State security forces in Burkina Faso summarily executed 31 unarmed people in the northern town of Djibo earlier this month, just hours after they were taken into custody, according to a recent report from Human Rights Watch. It described the killings as a “brutal mockery of a counterterrorism operation that may amount to a war crime.” The victims were suspected of collaborating with jihadist groups that have been operating in the area.
Shocking as the massacre may be, it is by no means an anomaly in northern Burkina Faso and the neighboring region of central Mali, which have become epicenters of violence in recent years. Jihadist groups have inserted themselves into local political, social and economic fissures, tapping into local grievances and intimidating those who defy them. The Malian and Burkinabe governments have responded with a blunt-force military campaign that silently condones or even encourages human rights abuses against civilians. The result, according to a recent research report from the French Institute of International Relations, is a cycle of violence in which “self-defense, rebellion and jihadism feed off of each other.”
Once an afterthought in international security circles, the western Sahel region of Africa burst onto the global agenda in 2012 when Mali’s government was overthrown by a haphazardly planned but ultimately successful military coup. The chaos in the capital, Bamako, provided an opportunity for jihadist groups aligned with al-Qaida to take over much of the country’s north. The following year, in response to fears that Mali would become the “Afghanistan of West Africa,” a French-led military intervention succeeded in driving jihadist groups from their northern strongholds.
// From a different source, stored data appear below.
fn summary_line(point: &TestPoint, test_results: &str) -> String {
    let last = test_results
        .lines()
        .rev()
        .find(|line| !line.trim().is_empty())
        .unwrap_or_default();
    format!("{}, {}", point.summary_columns(), last.trim())
}

async fn append_to_output_log(
    output_log: &mut tokio::fs::File,
    line: String,
) -> Result<(), Report> {
    tracing::info!("{}", line);
    output_log
        .write_all(format!("{}\n", line).as_bytes())
        .await
        .wrap_err("output log write")?;
    output_log.flush().await?;
    Ok(())
}

#[cfg(test)]
mod tests {
    use super::*;
    use crate::config::LoadConfig;

    fn sweep() -> SweepConfig {
        SweepConfig {
            test_types: vec![String::from("rw")],
            test_prefixes: vec![String::from("kw48"), String::from("kw49")],
            loads: vec![
                LoadConfig {
                    batch_size: 1000,
                    write_ratio: 100,
                    iats: vec![1.0, 0.5, 0.25],
                },
                LoadConfig {
                    batch_size: 500,
                    write_ratio: 80,
                    iats: vec![2.0],
                },
            ],
            record_sizes: vec![16, 64],
            files_per_client: vec![1],
            test_runs: vec![1, 2],
            clients_per_machine: 10,
            test_duration_secs: 60,
            warmup_secs: 120,
        }
    }

    #[test]
    fn sweep_size() {
        // types * prefixes * record sizes * files * sum(iats) * runs
        let points = sweep_points(&sweep(), 20);
        assert_eq!(points.len(), 1 * 2 * 2 * 1 * 4 * 2);
    }

    #[test]
    fn sweep_order() {
        let points = sweep_points(&sweep(), 20);
        let ids: Vec<_> = points
            .iter()
            .take(5)
            .map(|point| (point.test_id().to_string(), point.test_run))
            .collect();
        assert_eq!(
            ids,
            vec![
                (String::from("rw-kw48-nc20-bs1000-rs16-nf1-wr100-iat1"), 1),
                (String::from("rw-kw48-nc20-bs1000-rs16-nf1-wr100-iat1"), 2),
                (String::from("rw-kw48-nc20-bs1000-rs16-nf1-wr100-iat0.5"), 1),
                (String::from("rw-kw48-nc20-bs1000-rs16-nf1-wr100-iat0.5"), 2),
                (String::from("rw-kw48-nc20-bs1000-rs16-nf1-wr100-iat0.25"), 1),
            ]
        );
        let last = points.last().expect("sweep should not be empty");
        assert_eq!(
            last.test_id().to_string(),
            "rw-kw49-nc20-bs500-rs64-nf1-wr80-iat2"
        );
    }

    #[test]
    fn test_dir_and_parsing() {
        let point = &sweep_points(&sweep(), 20)[3];
        assert_eq!(
            point.test_dir("/results"),
            "/results/rw-kw48-nc20-bs1000-rs16-nf1-wr100-iat0.5/run_2"
        );
        // the results side parses the same identifier back
        let parsed: TestId = point
            .test_id()
            .to_string()
            .parse()
            .expect("test id should parse");
        assert_eq!(parsed.prefix, "rw-kw48");
        assert_eq!(parsed.iat, 0.5);
    }

    #[test]
    fn summary_takes_last_line() {
        let point = &sweep_points(&sweep(), 20)[0];
        let csv = "opsPs, thrMBps\n1200, 3.5\n\n";
        assert_eq!(
            summary_line(point, csv),
            "100, 20, 10, 1, 16, 1000, kw48, 1.00, 1, 1200, 3.5"
        );
        assert_eq!(
            summary_line(point, ""),
            "100, 20, 10, 1, 16, 1000, kw48, 1.00, 1, "
        );
    }

    #[tokio::test]
    async fn results_appended_to_batch_csv() {
        let exp_dir = tempfile::tempdir().expect("tempdir should be created");
        let config = ExperimentConfig {
            exp_dir: exp_dir.path().display().to_string(),
            ..Default::default()
        };
        let point = &sweep_points(&sweep(), 20)[0];
        let test_dir = point.test_dir(&config.exp_dir);
        std::fs::create_dir_all(&test_dir).expect("mkdir should work");
        std::fs::write(
            format!("{}/{}", test_dir, TEST_RESULTS_CSV),
            "header\n1200, 3.5\n",
        )
        .expect("write should work");

        get_results(&config, point, &test_dir)
            .await
            .expect("results should be collected");
        get_results(&config, point, &test_dir)
            .await
            .expect("results should be collected");

        let batch = std::fs::read_to_string(format!(
            "{}/{}",
            config.exp_dir, TEST_RESULTS_CSV
        ))
        .expect("batch csv should exist");
        let lines: Vec<_> = batch.lines().collect();
        assert_eq!(lines.len(), 2);
        assert!(lines[0].ends_with("kw48, 1.00, 1, 1200, 3.5"));
    }

    fn cluster_config() -> ExperimentConfig {
        ExperimentConfig {
            backends: vec![String::from("b1")],
            servers: vec![String::from("s1"), String::from("s2")],
            clients: vec![
                String::from("c1"),
                String::from("c2"),
                String::from("c3"),
            ],
            kawkab_dir: String::from("/home/kawkab"),
            ..Default::default()
        }
    }

    #[test]
    fn backend_and_server_launches() {
        let config = cluster_config();
        let dirs = config.run_dirs();
        assert_eq!(
            backend_command(&config, &dirs, 0),
            "source ~/.bash_profile; cd /tmp/kawkab; \
             /home/kawkab/minio/reset.sh \
             > /tmp/kawkab/out/backend_00.out 2>&1 &"
        );
        assert_eq!(
            server_command(&config, &dirs, 1),
            "source ~/.bash_profile; cd /tmp; java -ea -Xms12g -Xmx24g \
             -XX:MaxDirectMemorySize=16684m -XX:+UnlockExperimentalVMOptions \
             -XX:+UseZGC -DnodeID=1 -DoutFolder=/tmp/kawkab/servers \
             -cp .:/home/kawkab:/home/kawkab/bin kawkab.fs.Main \
             > /tmp/kawkab/servers/server_01.out 2>&1 &"
        );
    }

    #[test]
    fn client_launches() {
        let mut config = cluster_config();
        config.sweep.clients_per_machine = 3;
        let dirs = config.run_dirs();
        let machines = Machines::from_config(&config);
        let mut sweep = sweep();
        sweep.clients_per_machine = 3;
        let point = &sweep_points(&sweep, config.total_clients())[0];

        let commands =
            client_commands(machines.clients(), &config, &dirs, point)
                .expect("client commands should be built");
        assert_eq!(commands.len(), 3);
        assert_eq!(
            commands[0].1,
            "source ~/.bash_profile; cd /tmp/kawkab; java -ea \
             -XX:+UnlockExperimentalVMOptions -XX:+UseZGC \
             -cp .:/home/kawkab:/home/kawkab/bin \
             kawkab.fs.testclient.ClientMain mport=43567 wt=0 nc=3 bs=1000 \
             rs=16 nf=1 fp=/tmp/kawkab typ=rw tc=9 td=60 wr=100 \
             iat=1.000000 wmup=120 cid=1 mid=1 mip=c1 sip=s2 sport=33434 \
             > /tmp/kawkab/clients/client_01.out 2>&1 &"
        );

        // ids step by clients per machine; every client reports to c1
        let expected = [
            ("c1", "cid=1 mid=1 mip=c1 sip=s2 sport=33434", "client_01"),
            ("c2", "cid=4 mid=1 mip=c1 sip=s1 sport=33433", "client_04"),
            ("c3", "cid=7 mid=1 mip=c1 sip=s2 sport=33434", "client_07"),
        ];
        for ((machine, command), (host, ids, out)) in
            commands.iter().zip(expected)
        {
            assert_eq!(machine.host(), host);
            assert!(command.contains(ids), "{} in {}", ids, command);
            assert!(command.contains(out), "{} in {}", out, command);
        }

        let no_clients: Vec<Machine> = Vec::new();
        assert!(client_commands(&no_clients, &config, &dirs, point).is_err());
    }

    #[tokio::test]
    async fn backend_starts_with_profile() {
        use std::os::unix::fs::PermissionsExt;

        let home = tempfile::tempdir().expect("tempdir should be created");
        std::fs::write(
            home.path().join(".bash_profile"),
            "export KAWKAB_PROFILE=sourced\n",
        )
        .expect("write should work");
        std::env::set_var("HOME", home.path());

        let kawkab_dir = home.path().join("kawkab");
        std::fs::create_dir_all(&kawkab_dir).expect("mkdir should work");
        let script = kawkab_dir.join("reset.sh");
        std::fs::write(
            &script,
            "#!/bin/bash\necho \"profile=$KAWKAB_PROFILE\" > marker\n",
        )
        .expect("write should work");
        let mode = std::fs::Permissions::from_mode(0o755);
        std::fs::set_permissions(&script, mode).expect("chmod should work");

        let config = ExperimentConfig {
            testbed: crate::Testbed::Local,
            backends: vec![String::from("127.0.0.1")],
            kawkab_dir: kawkab_dir.display().to_string(),
            run_dir: home.path().join("run").display().to_string(),
            backend_script: String::from("reset.sh"),
            ..Default::default()
        };
        let dirs = config.run_dirs();
        for dir in dirs.all() {
            std::fs::create_dir_all(dir).expect("mkdir should work");
        }
        let machines = Machines::from_config(&config);
        start_backend(&machines, &config, &dirs)
            .await
            .expect("backend should start");

        // the script runs in the background
        let marker = home.path().join("run").join("marker");
        let mut contents = String::new();
        for _ in 0..50 {
            contents = std::fs::read_to_string(&marker).unwrap_or_default();
            if !contents.is_empty() {
                break;
            }
            tokio::time::sleep(std::time::Duration::from_millis(100)).await;
        }
        assert_eq!(contents.trim(), "profile=sourced");
    }

    #[tokio::test]
    async fn ec2_test_dir_created_locally() {
        let exp_dir = tempfile::tempdir().expect("tempdir should be created");
        // no hosts: only the local side runs
        let config = ExperimentConfig {
            testbed: crate::Testbed::Ec2,
            exp_dir: exp_dir.path().display().to_string(),
            ..Default::default()
        };
        let machines = Machines::from_config(&config);
        let point = &sweep_points(&sweep(), 20)[0];
        let test_dir = point.test_dir(&config.exp_dir);

        prepare_folders(&machines, &config.run_dirs(), &test_dir)
            .await
            .expect("folders should be prepared");
        assert!(std::path::Path::new(&test_dir).is_dir());
    }

    #[tokio::test]
    async fn client_launch_errors_surface() {
        let dir = tempfile::tempdir().expect("tempdir should be created");
        // the run dir was never prepared, so the launch can't cd into it
        let config = ExperimentConfig {
            testbed: crate::Testbed::Local,
            servers: vec![String::from("127.0.0.1")],
            clients: vec![String::from("127.0.0.1")],
            run_dir: dir.path().join("missing").display().to_string(),
            ..Default::default()
        };
        let machines = Machines::from_config(&config);
        let point = &sweep_points(&sweep(), config.total_clients())[0];

        let dirs = config.run_dirs();
        let outputs = start_clients(&machines, &config, &dirs, point)
            .await
            .expect("launch should run");
        assert_eq!(outputs.len(), 1);
        assert!(outputs[0].stderr.contains("missing"), "{:?}", outputs[0]);
    }
}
At the time, international observers hoped that a broken and dysfunctional Malian state could be put back together through a mix of development aid and a patchwork of security assistance. U.N. peacekeepers arrived in 2013, while France began a region-wide military operation known as Operation Barkhane in 2014.
As a result of the initial focus on northern Mali, few regional security experts anticipated that central Mali and northern Burkina Faso would become the hotspots that they are today. A 2015 peace agreement between the Malian government and various armed groups, for example, focused almost exclusively on the country’s north. For its part, Burkina Faso had largely been spared from the violence plaguing its neighbor to the north until January 2016, when jihadist gunmen aligned with al-Qaida in the Islamic Maghreb, the group’s regional affiliate, carried out a large-scale attack on a popular restaurant and hotel in the capital, Ouagadougou, killing 30 people and injuring dozens more. All told, hundreds of thousands of people have been displaced by conflict in both countries since 2013.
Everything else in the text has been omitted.